DATA SUPPLIED: Begin
//! Authentication error types.

use thiserror::Error;

/// Failures while hashing passwords or handling access tokens.
#[derive(Debug, Error)]
pub enum AuthError {
    #[error("Password hashing failed: {0}")]
    PasswordHash(String),

    #[error("Token encoding failed: {0}")]
    JwtEncoding(String),

    #[error("Token validation failed: {0}")]
    JwtValidation(String),

    #[error("Token expired")]
    TokenExpired,

    #[error("Invalid token")]
    InvalidToken,

    /// Bad secret or lifetime.
    #[error("Auth configuration error: {0}")]
    Configuration(String),
}

impl From<jsonwebtoken::errors::Error> for AuthError {
    fn from(e: jsonwebtoken::errors::Error) -> Self {
        use jsonwebtoken::errors::ErrorKind;

        match e.kind() {
            ErrorKind::ExpiredSignature => Self::TokenExpired,
            ErrorKind::InvalidToken | ErrorKind::InvalidSignature => Self::InvalidToken,
            _ => Self::JwtValidation(e.to_string()),
        }
    }
}

impl From<argon2::password_hash::Error> for AuthError {
    fn from(e: argon2::password_hash::Error) -> Self {
        Self::PasswordHash(e.to_string())
    }
}

pub type AuthResult<T> = Result<T, AuthError>;
//! Task store error types.

use thiserror::Error;

/// Errors that can occur during task store operations.
#[derive(Debug, Error)]
pub enum TaskStoreError {
    /// Entity not found.
    #[error("{entity_type} not found: {id}")]
    NotFound {
        entity_type: &'static str,
        id: String,
    },

    /// Duplicate entity.
    #[error("{entity_type} already exists: {id}")]
    AlreadyExists {
        entity_type: &'static str,
        id: String,
    },

    /// Database error.
    #[error("Database error: {0}")]
    Database(#[from] sqlx::Error),

    /// Serialization error.
    #[error("Serialization error: {0}")]
    Serialization(#[from] serde_json::Error),

    /// File I/O error.
    #[error("I/O error: {0}")]
    Io(#[from] std::io::Error),

    /// Blocking file task panicked or was cancelled.
    #[error("Blocking task failed: {0}")]
    Blocking(#[from] tokio::task::JoinError),

    /// Password hashing error.
    #[error("Auth error: {0}")]
    Auth(#[from] auth::AuthError),

    /// Other error.
    #[error("{0}")]
    Other(String),
}

impl TaskStoreError {
    /// Creates a not found error.
    pub fn not_found(entity_type: &'static str, id: impl ToString) -> Self {
        Self::NotFound {
            entity_type,
            id: id.to_string(),
        }
    }

    /// Creates an already exists error.
    pub fn already_exists(entity_type: &'static str, id: impl ToString) -> Self {
        Self::AlreadyExists {
            entity_type,
            id: id.to_string(),
        }
    }

    /// Returns true if this is a not found error.
    pub fn is_not_found(&self) -> bool {
        matches!(self, Self::NotFound { .. })
    }
}

/// Result type for task store operations.
pub type TaskStoreResult<T> = Result<T, TaskStoreError>;
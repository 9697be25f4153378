//! User-related entity definitions.

use serde::{Deserialize, Serialize};

/// A registered user as persisted by a store.
///
/// `password` always holds a PHC-formatted hash. This type is never sent
/// over HTTP directly.
#[derive(Debug, Clone, PartialEq, Eq, Serialize, Deserialize)]
pub struct User {
    /// Store-assigned identifier, starting at 1.
    pub id: i64,
    /// Display name.
    pub name: String,
    /// Email address, unique per store.
    pub email: String,
    /// Password hash.
    pub password: String,
}

impl User {
    /// Creates a user from already hashed credentials.
    pub fn new(
        id: i64,
        name: impl Into<String>,
        email: impl Into<String>,
        password_hash: impl Into<String>,
    ) -> Self {
        Self {
            id,
            name: name.into(),
            email: email.into(),
            password: password_hash.into(),
        }
    }
}

/// Payload for registering a user. The password is plaintext here and is
/// hashed by the store before it is persisted.
#[derive(Clone, PartialEq, Eq, Serialize, Deserialize)]
pub struct CreateUserDto {
    pub name: String,
    pub email: String,
    pub password: String,
}

impl CreateUserDto {
    pub fn new(
        name: impl Into<String>,
        email: impl Into<String>,
        password: impl Into<String>,
    ) -> Self {
        Self {
            name: name.into(),
            email: email.into(),
            password: password.into(),
        }
    }

    /// Builds the stored user for the given ID and password hash.
    pub fn into_user(self, id: i64, password_hash: String) -> User {
        User::new(id, self.name, self.email, password_hash)
    }
}

impl std::fmt::Debug for CreateUserDto {
    fn fmt(&self, f: &mut std::fmt::Formatter<'_>) -> std::fmt::Result {
        f.debug_struct("CreateUserDto")
            .field("name", &self.name)
            .field("email", &self.email)
            .finish_non_exhaustive()
    }
}

#[cfg(test)]
mod tests {
    use super::*;

    #[test]
    fn test_create_user_dto_into_user() {
        let dto = CreateUserDto::new("Sherlock", "sherlock@email.com", "sherlocked");
        let user = dto.into_user(3, "$argon2id$hash".to_string());

        assert_eq!(user.id, 3);
        assert_eq!(user.name, "Sherlock");
        assert_eq!(user.email, "sherlock@email.com");
        assert_eq!(user.password, "$argon2id$hash");
    }

    #[test]
    fn test_create_user_dto_debug_hides_password() {
        let dto = CreateUserDto::new("A", "a@b.com", "pw");
        let debug = format!("{dto:?}");

        assert!(debug.contains("a@b.com"));
        assert!(!debug.contains("pw\""));
    }
}
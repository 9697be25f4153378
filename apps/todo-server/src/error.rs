//! Server error types.

use axum::{
    Json,
    http::StatusCode,
    response::{IntoResponse, Response},
};
use serde_json::json;
use task_store::TaskStoreError;

/// Machine-readable error codes used in error bodies.
pub mod error_codes {
    pub const INVALID_REQUEST: &str = "invalid_request";
    pub const RESOURCE_NOT_FOUND: &str = "resource_not_found";
    pub const INVALID_CREDENTIALS: &str = "invalid_credentials";
    pub const INTERNAL_ERROR: &str = "internal_error";
}

/// Server error type.
#[derive(Debug, thiserror::Error)]
pub enum ServerError {
    /// Invalid request parameters or body.
    #[error("Invalid request: {0}")]
    InvalidRequest(String),

    /// Resource not found.
    #[error("Not found: {0}")]
    NotFound(String),

    /// Login rejected.
    #[error("Invalid credentials")]
    InvalidCredentials,

    /// Storage error.
    #[error("{0}")]
    Store(#[from] TaskStoreError),

    /// Authentication error.
    #[error("Auth error: {0}")]
    Auth(#[from] auth::AuthError),

    /// Internal server error.
    #[error("Internal error: {0}")]
    Internal(String),
}

impl ServerError {
    /// Returns the HTTP status this error maps to.
    pub fn status_code(&self) -> StatusCode {
        match self {
            ServerError::InvalidRequest(_) => StatusCode::BAD_REQUEST,
            ServerError::NotFound(_) => StatusCode::NOT_FOUND,
            ServerError::InvalidCredentials => StatusCode::UNAUTHORIZED,
            ServerError::Store(e) if e.is_not_found() => StatusCode::NOT_FOUND,
            ServerError::Store(_) | ServerError::Auth(_) | ServerError::Internal(_) => {
                StatusCode::INTERNAL_SERVER_ERROR
            }
        }
    }

    fn error_code(&self) -> &'static str {
        match self.status_code() {
            StatusCode::BAD_REQUEST => error_codes::INVALID_REQUEST,
            StatusCode::NOT_FOUND => error_codes::RESOURCE_NOT_FOUND,
            StatusCode::UNAUTHORIZED => error_codes::INVALID_CREDENTIALS,
            _ => error_codes::INTERNAL_ERROR,
        }
    }
}

impl IntoResponse for ServerError {
    fn into_response(self) -> Response {
        let status = self.status_code();
        if status.is_server_error() {
            tracing::error!(error = %self, "Request failed");
        }

        let body = json!({
            "error": {
                "code": self.error_code(),
                "message": self.to_string(),
            }
        });

        (status, Json(body)).into_response()
    }
}

/// Result type alias for server operations.
pub type ServerResult<T> = Result<T, ServerError>;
DATA SUPPLIED: End
_ACTIVITY_:
Restate word for word the entries above, starting at the line with "use jsonwebtoken::errors::ErrorKind;" and ending at the line with "Entity not found.", inclusive, and no others.

_WRITTEN RESPONSE_:
        use jsonwebtoken::errors::ErrorKind;

        match e.kind() {
            ErrorKind::ExpiredSignature => Self::TokenExpired,
            ErrorKind::InvalidToken | ErrorKind::InvalidSignature => Self::InvalidToken,
            _ => Self::JwtValidation(e.to_string()),
        }
    }
}

impl From<argon2::password_hash::Error> for AuthError {
    fn from(e: argon2::password_hash::Error) -> Self {
        Self::PasswordHash(e.to_string())
    }
}

pub type AuthResult<T> = Result<T, AuthError>;
//! Task store error types.

use thiserror::Error;

/// Errors that can occur during task store operations.
#[derive(Debug, Error)]
pub enum TaskStoreError {
    /// Entity not found.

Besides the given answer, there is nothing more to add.